Para isso, os parlamentares sugeriram uma série de medidas a serem adotadas pelo Governo, naquilo que tem se chamado de “reequilíbrio de contas”, como, por exemplo, cobrar a dívida de R$ 450 bilhões de reais que empregadores e empresas privadas têm com a Previdência.
Defender o nosso direito: um dever cristão
Muito tem se falado a respeito das contas públicas. O cuidado com a economia e com o dinheiro público – que é do povo e deve ser usado em benefício dele – deve ser a principal missão de um administrador público. Contudo, o cuidado deve visar sempre uma parcela da população: os mais pobres e excluídos.
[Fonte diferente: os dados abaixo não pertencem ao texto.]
impl PersistenceAdapter {
    pub fn new(primary: Arc<dyn KeyValueStore>) -> Self {
        Self {
            tiers: vec![primary],
            fallback: Arc::new(MemoryStore::new(FALLBACK_STORE)),
            write_lock: Mutex::new(()),
            pending_removals: Mutex::new(BTreeMap::new()),
            logger: None,
            metrics: None,
        }
    }

    /// Adapter whose only tier is a fresh in-memory store.
    pub fn in_memory() -> Self {
        Self::new(Arc::new(MemoryStore::new("memory")))
    }

    pub fn with_secondary(mut self, store: Arc<dyn KeyValueStore>) -> Self {
        self.tiers.push(store);
        self
    }

    pub fn with_logger(mut self, logger: Option<Logger>) -> Self {
        self.logger = logger;
        self
    }

    pub fn with_metrics(mut self, metrics: Option<SharedMetrics>) -> Self {
        self.metrics = metrics;
        self
    }

    pub fn tier_names(&self) -> Vec<String> {
        self.tiers
            .iter()
            .map(|tier| tier.name().to_string())
            .chain(std::iter::once(FALLBACK_STORE.to_string()))
            .collect()
    }

    /// Persist `envelope` under `key`.
    ///
    /// Fails only when the envelope does not supersede what is already stored
    /// (or the value cannot be serialized); backend failures degrade instead.
    pub fn save<T: Serialize>(
        &self,
        key: &str,
        envelope: &StorageEnvelope<T>,
    ) -> Result<SaveOutcome, StorageError> {
        let text = serde_json::to_string(envelope)?;
        let _guard = self.write_lock.lock().unwrap_or_else(PoisonError::into_inner);
        self.settle_removals(Some(key));

        if let Some(current) = self.load::<Value>(key) {
            if envelope.version <= current.version {
                let data = serde_json::to_value(&envelope.data)?;
                if envelope.version == current.version && data == current.data {
                    return Ok(SaveOutcome::Unchanged);
                }
                metrics::record(self.metrics.as_ref(), |m| m.record_stale_rejection());
                self.log(
                    LogLevel::Warn,
                    "stale_write_rejected",
                    [
                        json_str("key", key),
                        json_kv("attempted", json!(envelope.version)),
                        json_kv("current", json!(current.version)),
                    ],
                );
                return Err(StorageError::StaleVersion {
                    key: key.to_string(),
                    attempted: envelope.version,
                    current: current.version,
                });
            }
        }

        for (index, tier) in self.tiers.iter().enumerate() {
            match tier.set(key, &text) {
                Ok(()) => {
                    self.clear_pending(key, index);
                    let store = tier.name().to_string();
                    if index == 0 {
                        return Ok(SaveOutcome::Stored { store });
                    }
                    self.log(
                        LogLevel::Info,
                        "saved_to_fallback",
                        [json_str("key", key), json_str("store", store.clone())],
                    );
                    return Ok(SaveOutcome::Fallback { store });
                }
                Err(err) => {
                    metrics::record(self.metrics.as_ref(), |m| m.record_storage_fallback());
                    self.log(
                        LogLevel::Warn,
                        "store_write_failed",
                        [
                            json_str("key", key),
                            json_str("store", tier.name()),
                            json_str("error", err.to_string()),
                        ],
                    );
                }
            }
        }

        match self.fallback.set(key, &text) {
            Ok(()) => self.clear_pending(key, self.tiers.len()),
            Err(err) => self.log(
                LogLevel::Error,
                "memory_fallback_failed",
                [json_str("key", key), json_str("error", err.to_string())],
            ),
        }
        metrics::record(self.metrics.as_ref(), |m| m.record_degraded_save());
        self.log(
            LogLevel::Warn,
            "save_degraded",
            [json_str("key", key), json_kv("version", json!(envelope.version))],
        );
        Ok(SaveOutcome::Degraded)
    }

    /// Freshest valid envelope for `key`, or `None`.
    pub fn load<T: DeserializeOwned>(&self, key: &str) -> Option<StorageEnvelope<T>> {
        let mut best: Option<StorageEnvelope<T>> = None;
        let pending = self.pending_tiers(key);
        for (index, store) in self.stores().enumerate() {
            if pending.contains(&index) {
                continue;
            }
            let text = match store.get(key) {
                Ok(Some(text)) => text,
                Ok(None) => continue,
                Err(err) => {
                    self.log(
                        LogLevel::Warn,
                        "store_read_failed",
                        [
                            json_str("key", key),
                            json_str("store", store.name()),
                            json_str("error", err.to_string()),
                        ],
                    );
                    continue;
                }
            };
            match serde_json::from_str::<StorageEnvelope<T>>(&text) {
                Ok(envelope) => {
                    let newer = best
                        .as_ref()
                        .map(|current| envelope.version > current.version)
                        .unwrap_or(true);
                    if newer {
                        best = Some(envelope);
                    }
                }
                Err(err) => self.log(
                    LogLevel::Warn,
                    "corrupt_entry",
                    [
                        json_str("key", key),
                        json_str("store", store.name()),
                        json_str("error", err.to_string()),
                    ],
                ),
            }
        }
        best
    }

    /// Remove `key` from every tier. Returns whether any tier held it.
    pub fn remove(&self, key: &str) -> bool {
        let _guard = self.write_lock.lock().unwrap_or_else(PoisonError::into_inner);
        self.settle_removals(None);
        self.remove_unlocked(key)
    }

    /// Keys across all tiers starting with `prefix`, sorted.
    pub fn keys(&self, prefix: &str) -> Vec<String> {
        let mut keys = BTreeSet::new();
        let pending = self.lock_pending().clone();
        let is_pending = |key: &str, index: usize| {
            pending
                .get(key)
                .is_some_and(|tiers| tiers.contains(&index))
        };
        for (index, store) in self.stores().enumerate() {
            match store.keys() {
                Ok(found) => keys.extend(
                    found
                        .into_iter()
                        .filter(|k| k.starts_with(prefix) && !is_pending(k, index)),
                ),
                Err(err) => self.log(
                    LogLevel::Warn,
                    "store_list_failed",
                    [json_str("store", store.name()), json_str("error", err.to_string())],
                ),
            }
        }
        keys.into_iter().collect()
    }

    /// Every valid envelope whose key starts with `prefix`.
    pub fn load_all<T: DeserializeOwned>(&self, prefix: &str) -> Vec<(String, StorageEnvelope<T>)> {
        self.keys(prefix)
            .into_iter()
            .filter_map(|key| self.load(&key).map(|envelope| (key, envelope)))
            .collect()
    }

    /// Remove every key starting with `prefix`. Returns how many were removed.
    pub fn clear_all(&self, prefix: &str) -> usize {
        let _guard = self.write_lock.lock().unwrap_or_else(PoisonError::into_inner);
        self.settle_removals(None);
        let keys = self.keys(prefix);
        let removed = keys
            .iter()
            .filter(|key| self.remove_unlocked(key))
            .count();
        self.log(
            LogLevel::Info,
            "cleared_prefix",
            [json_str("prefix", prefix), json_kv("removed", json!(removed))],
        );
        removed
    }

    /// Remove `key` from every tier. A tier that refuses is remembered so
    /// its copy stays hidden and is deleted once the tier answers again.
    fn remove_unlocked(&self, key: &str) -> bool {
        let mut existed = false;
        for (index, store) in self.stores().enumerate() {
            if matches!(store.get(key), Ok(Some(_))) {
                existed = true;
            }
            if let Err(err) = store.remove(key) {
                self.lock_pending()
                    .entry(key.to_string())
                    .or_default()
                    .insert(index);
                self.log(
                    LogLevel::Warn,
                    "removal_pending",
                    [
                        json_str("key", key),
                        json_str("store", store.name()),
                        json_str("error", err.to_string()),
                    ],
                );
            }
        }
        existed
    }

    /// Retry outstanding removals, for `only` or for every key. Callers hold
    /// the write lock so a retry never races a fresh write.
    fn settle_removals(&self, only: Option<&str>) {
        let mut pending = self.lock_pending();
        if pending.is_empty() {
            return;
        }
        let stores: Vec<&Arc<dyn KeyValueStore>> = self.stores().collect();
        pending.retain(|key, tiers| {
            if only.is_some_and(|only| only != key) {
                return true;
            }
            tiers.retain(|&index| {
                stores
                    .get(index)
                    .is_some_and(|store| store.remove(key).is_err())
            });
            if tiers.is_empty() {
                self.log(
                    LogLevel::Info,
                    "pending_removal_applied",
                    [json_str("key", key.as_str())],
                );
            }
            !tiers.is_empty()
        });
    }

    fn pending_tiers(&self, key: &str) -> BTreeSet<usize> {
        self.lock_pending().get(key).cloned().unwrap_or_default()
    }

    /// A fresh write to tier `index` supersedes its stale copy.
    fn clear_pending(&self, key: &str, index: usize) {
        let mut pending = self.lock_pending();
        if let Some(tiers) = pending.get_mut(key) {
            tiers.remove(&index);
            if tiers.is_empty() {
                pending.remove(key);
            }
        }
    }

    fn lock_pending(&self) -> MutexGuard<'_, BTreeMap<String, BTreeSet<usize>>> {
        self.pending_removals
            .lock()
            .unwrap_or_else(PoisonError::into_inner)
    }

    fn stores(&self) -> impl Iterator<Item = &Arc<dyn KeyValueStore>> {
        self.tiers.iter().chain(std::iter::once(&self.fallback))
    }

    fn log<I>(&self, level: LogLevel, message: &str, fields: I)
    where
        I: IntoIterator<Item = (String, Value)>,
    {
        emit(self.logger.as_ref(), level, LOG_TARGET, message, fields);
    }
}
Como nos lembra o Papa Francisco, em sua Exortação Evangelii Gaudium, “assim como o mandamento ‘não matar’ põe um limite claro para assegurar o valor da vida humana, assim também hoje devemos dizer ‘não a uma economia da exclusão e da desigualdade social’. Esta economia mata. Não é possível que a morte por enregelamento dum idoso sem abrigo não seja notícia, enquanto o é a descida de dois pontos na Bolsa. Isto é exclusão. Não se pode tolerar mais o fato de se lançar comida no lixo, quando há pessoas que passam fome. Isto é desigualdade social. Hoje, tudo entra no jogo da competitividade e da lei do mais forte, onde o poderoso engole o mais fraco” (EG, 53).
Por isso, devemos sempre questionar: se há uma solução para a economia, e ela envolve cobrar empresas e o setor privado, por que sacrificar os mais pobres? Por que exigir que os trabalhadores do campo e da cidade trabalhem mais tempo para pagar uma conta causada pela sonegação de grandes empresas? É nisso que o Governo deve se empenhar: em dar a conta do “déficit” para quem a causa, e não colocar a culpa sobre os trabalhadores mais pobres.
E por isso que se informar sobre a pauta da Reforma da Previdência, tomar um lado, em favor da vida dos mais pobres, é um dever de todos, mas, principalmente, um dever do cristão.
Iago Rodrigues Ervanovite, 24 anos, é advogado, formado pelo Centro Universitário Salesiano de São Paulo, Conselheiro Nacional de Juventude (Conjuve) da Presidência da República, e ex-secretário nacional da Pastoral da Juventude Estudantil (PJE).